DESCRIPTION OF THE TASK:
Across the listing, how many lines contain "executed"? The reply is the number alone.
INPUT RECORDS below:
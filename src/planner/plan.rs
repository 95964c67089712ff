//! Deployment plan types and construction.
//!
//! A plan is computed fresh on every run from the loaded build output and a
//! snapshot of remote state. It is grouped per kind in deploy order and is
//! never persisted.

use chrono::{DateTime, Utc};
use serde::Serialize;
use std::collections::{BTreeMap, BTreeSet};
use std::path::PathBuf;
use tracing::{debug, info, warn};

use super::diff::{DiffEngine, DiffResult};
use crate::build::BuiltResource;
use crate::error::{ModkitError, PlanError, Result};
use crate::platform::PlatformApi;
use crate::resources::{
    DescriptorRegistry, FolderKind, Identifier, ResourceDescriptor, ResourceKind, ResourceRecord,
};

/// Maximum ids per retrieve call.
pub const READ_BATCH: usize = 1000;

/// What a run does with the local resources.
#[derive(Debug, Clone, Copy, PartialEq, Eq, Serialize)]
#[serde(rename_all = "snake_case")]
pub enum Mode {
    /// Create or update local resources.
    Deploy,
    /// Delete local resources from the platform.
    Clean,
}

/// Options that shape a plan.
#[derive(Debug, Clone, Default)]
pub struct PlanOptions {
    /// Whether remote-only resources in scope are scheduled for deletion.
    pub drop: bool,
    /// Folder kinds to include; empty includes every kind.
    pub include: Vec<FolderKind>,
}

impl PlanOptions {
    /// Returns true if `kind` is selected.
    #[must_use]
    pub fn includes(&self, kind: ResourceKind) -> bool {
        self.include.is_empty() || self.include.contains(&kind.folder())
    }
}

/// One planned resource.
#[derive(Debug, Clone, Serialize)]
pub struct PlanItem {
    /// Resource identifier.
    pub identifier: Identifier,
    /// Classification.
    pub diff: DiffResult,
    /// Local record, absent for remote-only deletions.
    #[serde(skip)]
    pub local: Option<ResourceRecord>,
    /// Remote record, absent for creations.
    #[serde(skip)]
    pub remote: Option<ResourceRecord>,
    /// Build output the local record was loaded from.
    #[serde(skip_serializing_if = "Option::is_none")]
    pub source: Option<PathBuf>,
}

/// Remote state of a kind that could not be read.
#[derive(Debug, Clone, PartialEq, Eq, Serialize)]
pub struct ReadFailure {
    /// The read error.
    pub message: String,
    /// Local resources of the kind, none of which is planned.
    pub identifiers: Vec<Identifier>,
}

/// Planned items of one kind.
#[derive(Debug, Clone, Serialize)]
pub struct KindPlan {
    /// Resource kind.
    pub kind: ResourceKind,
    /// Items in identifier order. Empty when `read_failure` is set.
    pub items: Vec<PlanItem>,
    /// Set when remote state of the kind could not be read. The kind and the
    /// kinds depending on it are not executed.
    #[serde(skip_serializing_if = "Option::is_none")]
    pub read_failure: Option<ReadFailure>,
}

impl KindPlan {
    /// Number of items with the given classification.
    #[must_use]
    pub fn count(&self, matches: impl Fn(&DiffResult) -> bool) -> usize {
        self.items.iter().filter(|i| matches(&i.diff)).count()
    }
}

/// A complete deployment plan.
#[derive(Debug, Clone, Serialize)]
pub struct DeploymentPlan {
    /// When the plan was created.
    pub created_at: DateTime<Utc>,
    /// Run mode.
    pub mode: Mode,
    /// Per-kind plans in deploy order.
    pub kinds: Vec<KindPlan>,
}

impl DeploymentPlan {
    /// Returns true if no item needs a call and every kind was read.
    #[must_use]
    pub fn is_empty(&self) -> bool {
        self.kinds.iter().all(|k| {
            k.read_failure.is_none() && k.items.iter().all(|i| !i.diff.is_change())
        })
    }

    /// Total number of items with a change.
    #[must_use]
    pub fn change_count(&self) -> usize {
        self.kinds.iter().map(|k| k.count(DiffResult::is_change)).sum()
    }
}

/// Builds plans by reading remote state through a [`PlatformApi`].
#[derive(Debug)]
pub struct Planner<'a, P: ?Sized> {
    api: &'a P,
    registry: &'a DescriptorRegistry,
}

impl<'a, P: PlatformApi + ?Sized> Planner<'a, P> {
    /// Creates a planner.
    #[must_use]
    pub const fn new(api: &'a P, registry: &'a DescriptorRegistry) -> Self {
        Self { api, registry }
    }

    /// Plans `resources` for `mode`.
    ///
    /// Remote state is read with one retrieve per kind per batch of ids, plus
    /// one list per kind when a deploy drops remote-only resources. A kind
    /// whose remote state cannot be read or interpreted is planned as a
    /// [`ReadFailure`]; the other kinds are planned as usual.
    pub async fn plan(
        &self,
        resources: &[BuiltResource],
        mode: Mode,
        options: &PlanOptions,
    ) -> DeploymentPlan {
        let mut by_kind: BTreeMap<ResourceKind, Vec<&BuiltResource>> = BTreeMap::new();
        for resource in resources {
            let kind = resource.record.kind();
            if options.includes(kind) {
                by_kind.entry(kind).or_default().push(resource);
            }
        }

        let mut kinds = Vec::new();
        for (kind, mut locals) in by_kind {
            locals.sort_by(|a, b| a.identifier.cmp(&b.identifier));
            let kind_plan = match self.plan_kind(kind, &locals, mode, options).await {
                Ok(items) => {
                    info!(
                        "Planned {} {}: {} changes",
                        items.len(),
                        kind,
                        items.iter().filter(|i| i.diff.is_change()).count()
                    );
                    KindPlan {
                        kind,
                        items,
                        read_failure: None,
                    }
                }
                Err(e) => {
                    warn!("Cannot plan {kind}: {e}");
                    KindPlan {
                        kind,
                        items: Vec::new(),
                        read_failure: Some(ReadFailure {
                            message: e.to_string(),
                            identifiers: locals.iter().map(|r| r.identifier.clone()).collect(),
                        }),
                    }
                }
            };
            kinds.push(kind_plan);
        }

        DeploymentPlan {
            created_at: Utc::now(),
            mode,
            kinds,
        }
    }

    async fn plan_kind(
        &self,
        kind: ResourceKind,
        locals: &[&BuiltResource],
        mode: Mode,
        options: &PlanOptions,
    ) -> Result<Vec<PlanItem>> {
        let descriptor = self.registry.get(kind);
        let ids: Vec<Identifier> = locals.iter().map(|r| r.identifier.clone()).collect();
        let mut remote = self.retrieve(descriptor, &ids).await?;

        let mut items = Vec::with_capacity(locals.len());
        for local in locals {
            let found = remote.remove(&local.identifier);
            let diff = match mode {
                Mode::Deploy => DiffEngine::new(self.registry).diff(local, found.as_ref()),
                Mode::Clean if found.is_some() => DiffResult::ToDelete,
                Mode::Clean => {
                    debug!("{} does not exist, nothing to clean", local.identifier);
                    continue;
                }
            };
            items.push(PlanItem {
                identifier: local.identifier.clone(),
                diff,
                local: Some(local.record.clone()),
                remote: found,
                source: Some(local.source.clone()),
            });
        }

        if mode == Mode::Deploy && options.drop {
            items.extend(self.remote_only(descriptor, locals).await?);
        }
        Ok(items)
    }

    async fn retrieve(
        &self,
        descriptor: &dyn ResourceDescriptor,
        ids: &[Identifier],
    ) -> Result<BTreeMap<Identifier, ResourceRecord>> {
        let kind = descriptor.kind();
        let mut found = BTreeMap::new();
        for chunk in ids.chunks(READ_BATCH) {
            let items = self
                .api
                .retrieve(kind, chunk)
                .await
                .map_err(|e| read_failed(kind, &e))?;
            for item in items {
                let record = parse_remote(descriptor, item)?;
                found.insert(descriptor.identifier_of(&record), record);
            }
        }
        debug!("{} of {} {} exist remotely", found.len(), ids.len(), kind);
        Ok(found)
    }

    /// Remote records of the kind that are absent locally and share a scope
    /// key with the local records.
    async fn remote_only(
        &self,
        descriptor: &dyn ResourceDescriptor,
        locals: &[&BuiltResource],
    ) -> Result<Vec<PlanItem>> {
        let kind = descriptor.kind();
        let scopes: BTreeSet<String> = locals
            .iter()
            .filter_map(|r| r.record.as_resource().scope_key())
            .collect();
        if scopes.is_empty() {
            debug!("No drop scope for {kind}");
            return Ok(Vec::new());
        }
        let local_ids: BTreeSet<&Identifier> = locals.iter().map(|r| &r.identifier).collect();

        let listed = self
            .api
            .list(kind)
            .await
            .map_err(|e| read_failed(kind, &e))?;
        let mut items = Vec::new();
        for item in listed {
            let record = parse_remote(descriptor, item)?;
            let identifier = descriptor.identifier_of(&record);
            let in_scope = record
                .as_resource()
                .scope_key()
                .is_some_and(|key| scopes.contains(&key));
            if in_scope && !local_ids.contains(&identifier) {
                debug!("{identifier} exists only remotely");
                items.push(PlanItem {
                    identifier,
                    diff: DiffResult::ToDelete,
                    local: None,
                    remote: Some(record),
                    source: None,
                });
            }
        }
        items.sort_by(|a, b| a.identifier.cmp(&b.identifier));
        Ok(items)
    }
}

fn parse_remote(
    descriptor: &dyn ResourceDescriptor,
    item: serde_json::Value,
) -> Result<ResourceRecord> {
    descriptor.from_remote(item).map_err(|e| {
        ModkitError::Plan(PlanError::InvalidRemoteRecord {
            kind: descriptor.kind().to_string(),
            message: e.to_string(),
        })
    })
}

fn read_failed(kind: ResourceKind, err: &ModkitError) -> ModkitError {
    ModkitError::Plan(PlanError::RemoteReadFailed {
        kind: kind.to_string(),
        message: err.to_string(),
    })
}

impl std::fmt::Display for DeploymentPlan {
    fn fmt(&self, f: &mut std::fmt::Formatter<'_>) -> std::fmt::Result {
        if self.is_empty() {
            return write!(f, "No changes required");
        }

        writeln!(f, "Plan ({} changes):", self.change_count())?;
        for kind in &self.kinds {
            if let Some(failure) = &kind.read_failure {
                writeln!(f, "  {} not planned: {}", kind.kind, failure.message)?;
            }
            for item in kind.items.iter().filter(|i| i.diff.is_change()) {
                writeln!(f, "  {} {}", item.diff, item.identifier)?;
            }
        }
        Ok(())
    }
}
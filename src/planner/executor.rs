//! Plan executor for applying deployment plans.
//!
//! Execution runs in two phases. Deletes go first in reverse deploy order,
//! then creates and updates in deploy order. Within a kind, calls carry at
//! most the kind's batch limit and are issued one after another. A failed
//! batch fails every item in it, and kinds that depend on a failed kind are
//! aborted instead of called. A kind whose remote state could not be read
//! counts as failed before any call is made.

use chrono::{DateTime, Utc};
use serde::Serialize;
use serde_json::Value;
use std::collections::{BTreeMap, BTreeSet};
use std::sync::Arc;
use std::sync::atomic::{AtomicBool, Ordering};
use tracing::{debug, error, info, warn};

use super::diff::DiffResult;
use super::plan::{DeploymentPlan, KindPlan, Mode};
use crate::platform::PlatformApi;
use crate::resources::{Identifier, ResourceKind, ResourceRecord};

/// Options for one execution.
#[derive(Debug, Clone, Copy, PartialEq, Eq)]
pub struct ExecuteOptions {
    /// Run mode.
    pub mode: Mode,
    /// Drop changed resources and recreate them instead of updating in place.
    pub drop: bool,
    /// Allow deleting kinds that hold bulk data.
    pub drop_data: bool,
    /// Report what would happen without mutating calls.
    pub dry_run: bool,
}

impl ExecuteOptions {
    /// Options for `mode` with every flag off.
    #[must_use]
    pub const fn new(mode: Mode) -> Self {
        Self {
            mode,
            drop: false,
            drop_data: false,
            dry_run: false,
        }
    }
}

/// Per-kind outcome counts.
#[derive(Debug, Clone, Copy, Default, PartialEq, Eq, Serialize)]
pub struct KindCounts {
    /// Created resources.
    pub created: usize,
    /// Updated resources, including recreated ones.
    pub updated: usize,
    /// Deleted resources.
    pub deleted: usize,
    /// Resources already in the desired state.
    pub unchanged: usize,
    /// Resources left alone by policy or cancellation.
    pub skipped: usize,
}

impl KindCounts {
    fn add(&mut self, other: &Self) {
        self.created += other.created;
        self.updated += other.updated;
        self.deleted += other.deleted;
        self.unchanged += other.unchanged;
        self.skipped += other.skipped;
    }
}

/// A resource whose operation failed or was aborted.
#[derive(Debug, Clone, PartialEq, Eq, Serialize)]
pub struct ExecutionFailure {
    /// Resource kind.
    pub kind: ResourceKind,
    /// Resource identifier.
    pub identifier: Identifier,
    /// Error or causal message.
    pub message: String,
}

/// Result of executing a plan.
#[derive(Debug, Clone, Serialize)]
pub struct ExecutionReport {
    /// Run mode.
    pub mode: Mode,
    /// Whether no mutating call was issued.
    pub dry_run: bool,
    /// Whether execution stopped early.
    pub cancelled: bool,
    /// Outcome counts per kind.
    pub counts: BTreeMap<ResourceKind, KindCounts>,
    /// Failed resources in execution order.
    pub failures: Vec<ExecutionFailure>,
    /// Start time.
    pub started_at: DateTime<Utc>,
    /// Finish time.
    pub finished_at: DateTime<Utc>,
}

impl ExecutionReport {
    /// Returns true if any resource failed.
    #[must_use]
    pub fn has_failures(&self) -> bool {
        !self.failures.is_empty()
    }

    /// Counts summed over every kind.
    #[must_use]
    pub fn totals(&self) -> KindCounts {
        let mut totals = KindCounts::default();
        for counts in self.counts.values() {
            totals.add(counts);
        }
        totals
    }
}

#[derive(Debug, Clone, Copy, PartialEq, Eq)]
enum WriteCall {
    Create,
    Update,
}

/// A delete. `recreate` deletes are followed by a create and are not counted
/// as deletions.
#[derive(Debug)]
struct DeleteOp {
    id: Identifier,
    recreate: bool,
}

#[derive(Debug)]
struct WriteOp {
    id: Identifier,
    item: Value,
    call: WriteCall,
    recreate: bool,
}

#[derive(Debug)]
struct KindOps {
    kind: ResourceKind,
    deletes: Vec<DeleteOp>,
    writes: Vec<WriteOp>,
}

/// Executor for deployment plans.
#[derive(Debug)]
pub struct PlanExecutor<'a, P: ?Sized> {
    api: &'a P,
    cancel: Arc<AtomicBool>,
}

/// Mutable state of one execution.
struct Run {
    report: ExecutionReport,
    /// Kinds with at least one failure or abort.
    failed_kinds: BTreeSet<ResourceKind>,
    /// Resources whose delete failed; their recreate is not attempted.
    failed_ids: BTreeSet<Identifier>,
}

impl Run {
    fn counts(&mut self, kind: ResourceKind) -> &mut KindCounts {
        self.report.counts.entry(kind).or_default()
    }

    fn fail(&mut self, kind: ResourceKind, id: &Identifier, message: impl Into<String>) {
        self.failed_kinds.insert(kind);
        self.report.failures.push(ExecutionFailure {
            kind,
            identifier: id.clone(),
            message: message.into(),
        });
    }
}

impl<'a, P: PlatformApi + ?Sized> PlanExecutor<'a, P> {
    /// Creates a new plan executor.
    #[must_use]
    pub fn new(api: &'a P) -> Self {
        Self {
            api,
            cancel: Arc::new(AtomicBool::new(false)),
        }
    }

    /// Uses `flag` as the cancellation signal, checked before every batch.
    #[must_use]
    pub fn with_cancel(mut self, flag: Arc<AtomicBool>) -> Self {
        self.cancel = flag;
        self
    }

    /// Executes a deployment plan.
    ///
    /// Never fails as a whole: every failed resource is recorded in the
    /// report.
    pub async fn execute(&self, plan: &DeploymentPlan, options: &ExecuteOptions) -> ExecutionReport {
        info!(
            "Executing {} plan with {} changes{}",
            match options.mode {
                Mode::Deploy => "deploy",
                Mode::Clean => "clean",
            },
            plan.change_count(),
            if options.dry_run { " (dry run)" } else { "" }
        );

        let mut run = Run {
            report: ExecutionReport {
                mode: options.mode,
                dry_run: options.dry_run,
                cancelled: false,
                counts: BTreeMap::new(),
                failures: Vec::new(),
                started_at: Utc::now(),
                finished_at: Utc::now(),
            },
            failed_kinds: BTreeSet::new(),
            failed_ids: BTreeSet::new(),
        };

        let ops: Vec<KindOps> = plan
            .kinds
            .iter()
            .map(|kind_plan| Self::classify(kind_plan, options, &mut run))
            .collect();

        // Phase 1: deletes, dependents first.
        let mut failed_deletes: BTreeSet<ResourceKind> = plan
            .kinds
            .iter()
            .filter(|k| k.read_failure.is_some())
            .map(|k| k.kind)
            .collect();
        for kind_ops in ops.iter().rev().filter(|o| !o.deletes.is_empty()) {
            let kind = kind_ops.kind;
            let blocked = failed_deletes
                .iter()
                .find(|downstream| depends_on(**downstream, kind))
                .copied();
            if let Some(downstream) = blocked {
                warn!("Not deleting {kind}: {downstream} had failures");
                for op in &kind_ops.deletes {
                    run.fail(
                        kind,
                        &op.id,
                        format!("aborted: dependent {downstream} had failures"),
                    );
                    run.failed_ids.insert(op.id.clone());
                }
                failed_deletes.insert(kind);
                continue;
            }
            if !self.delete_kind(kind_ops, options, &mut run).await {
                failed_deletes.insert(kind);
            }
        }

        // Phase 2: creates and updates, dependencies first.
        for kind_ops in ops.iter().filter(|o| !o.writes.is_empty()) {
            let kind = kind_ops.kind;
            let blocked = run
                .failed_kinds
                .iter()
                .find(|upstream| **upstream != kind && depends_on(kind, **upstream))
                .copied();
            if let Some(upstream) = blocked {
                warn!("Not writing {kind}: {upstream} had failures");
                for op in &kind_ops.writes {
                    if !run.failed_ids.contains(&op.id) {
                        run.fail(kind, &op.id, format!("aborted: {upstream} had failures"));
                    }
                }
                continue;
            }
            self.write_kind(kind_ops, options, &mut run).await;
        }

        run.report.finished_at = Utc::now();
        let totals = run.report.totals();
        info!(
            "Created {}, updated {}, deleted {}, unchanged {}, skipped {}, failed {}",
            totals.created,
            totals.updated,
            totals.deleted,
            totals.unchanged,
            totals.skipped,
            run.report.failures.len()
        );
        run.report
    }

    /// Turns plan items into delete and write operations, counting the items
    /// that need no call.
    fn classify(kind_plan: &KindPlan, options: &ExecuteOptions, run: &mut Run) -> KindOps {
        let kind = kind_plan.kind;
        let mut ops = KindOps {
            kind,
            deletes: Vec::new(),
            writes: Vec::new(),
        };
        if let Some(failure) = &kind_plan.read_failure {
            error!("Skipping {kind}: {}", failure.message);
            for id in &failure.identifiers {
                run.fail(
                    kind,
                    id,
                    format!("not executed: remote state unreadable: {}", failure.message),
                );
            }
            return ops;
        }
        let may_delete = kind.deletable() && (!kind.holds_data() || options.drop_data);

        for item in &kind_plan.items {
            let local = item.local.as_ref().map(ResourceRecord::to_json);
            match (&item.diff, local) {
                (DiffResult::Unchanged, _) => run.counts(kind).unchanged += 1,
                (DiffResult::ToCreate, Some(local)) => ops.writes.push(WriteOp {
                    id: item.identifier.clone(),
                    item: local,
                    call: WriteCall::Create,
                    recreate: false,
                }),
                (DiffResult::ToUpdate(_), Some(local)) => {
                    let recreate = (options.drop || kind.recreate_on_change()) && may_delete;
                    if recreate {
                        ops.deletes.push(DeleteOp {
                            id: item.identifier.clone(),
                            recreate: true,
                        });
                    }
                    ops.writes.push(WriteOp {
                        id: item.identifier.clone(),
                        item: local,
                        call: if recreate {
                            WriteCall::Create
                        } else {
                            WriteCall::Update
                        },
                        recreate,
                    });
                }
                (DiffResult::ToDelete, _) if !kind.deletable() => {
                    warn!("{} is never deleted by this tool", item.identifier);
                    run.counts(kind).skipped += 1;
                }
                (DiffResult::ToDelete, _) if !may_delete => {
                    warn!("{} holds data; pass --drop-data to delete it", item.identifier);
                    run.counts(kind).skipped += 1;
                }
                (DiffResult::ToDelete, _) => ops.deletes.push(DeleteOp {
                    id: item.identifier.clone(),
                    recreate: false,
                }),
                (DiffResult::ToCreate | DiffResult::ToUpdate(_), None) => {
                    run.fail(kind, &item.identifier, "no local record to write");
                }
            }
        }
        ops
    }

    /// Returns false if any delete of the kind failed.
    async fn delete_kind(&self, ops: &KindOps, options: &ExecuteOptions, run: &mut Run) -> bool {
        let kind = ops.kind;
        let mut ok = true;
        for batch in ops.deletes.chunks(kind.batch_limit()) {
            if self.is_cancelled(run) {
                run.counts(kind).skipped += batch.len();
                continue;
            }
            let ids: Vec<Identifier> = batch.iter().map(|op| op.id.clone()).collect();
            let result = if options.dry_run {
                debug!("Would delete {} {kind}", ids.len());
                Ok(())
            } else {
                self.api.delete(kind, &ids).await
            };
            match result {
                Ok(()) => {
                    let deleted = batch.iter().filter(|op| !op.recreate).count();
                    run.counts(kind).deleted += deleted;
                }
                Err(e) => {
                    error!("Failed to delete {} {kind}: {e}", ids.len());
                    ok = false;
                    for id in ids {
                        run.fail(kind, &id, e.to_string());
                        run.failed_ids.insert(id);
                    }
                }
            }
        }
        ok
    }

    async fn write_kind(&self, ops: &KindOps, options: &ExecuteOptions, run: &mut Run) {
        let kind = ops.kind;
        for call in [WriteCall::Create, WriteCall::Update] {
            let pending: Vec<&WriteOp> = ops
                .writes
                .iter()
                .filter(|op| op.call == call && !run.failed_ids.contains(&op.id))
                .collect();
            for batch in pending.chunks(kind.batch_limit()) {
                if self.is_cancelled(run) {
                    run.counts(kind).skipped += batch.len();
                    continue;
                }
                let items: Vec<Value> = batch.iter().map(|op| op.item.clone()).collect();
                let result = if options.dry_run {
                    debug!("Would {call:?} {} {kind}", items.len());
                    Ok(Vec::new())
                } else {
                    match call {
                        WriteCall::Create => self.api.create(kind, &items).await,
                        WriteCall::Update => self.api.update(kind, &items).await,
                    }
                };
                match result {
                    Ok(_) => {
                        let counts = run.counts(kind);
                        for op in batch {
                            match (op.call, op.recreate) {
                                (WriteCall::Create, false) => counts.created += 1,
                                _ => counts.updated += 1,
                            }
                        }
                    }
                    Err(e) => {
                        error!("Failed to {call:?} {} {kind}: {e}", items.len());
                        for op in batch {
                            run.fail(kind, &op.id, e.to_string());
                        }
                    }
                }
            }
        }
    }

    fn is_cancelled(&self, run: &mut Run) -> bool {
        let cancelled = self.cancel.load(Ordering::SeqCst);
        if cancelled && !run.report.cancelled {
            warn!("Cancelled; remaining batches are skipped");
            run.report.cancelled = true;
        }
        cancelled
    }
}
End of INPUT RECORDS.
WRITTEN RESPONSE:
2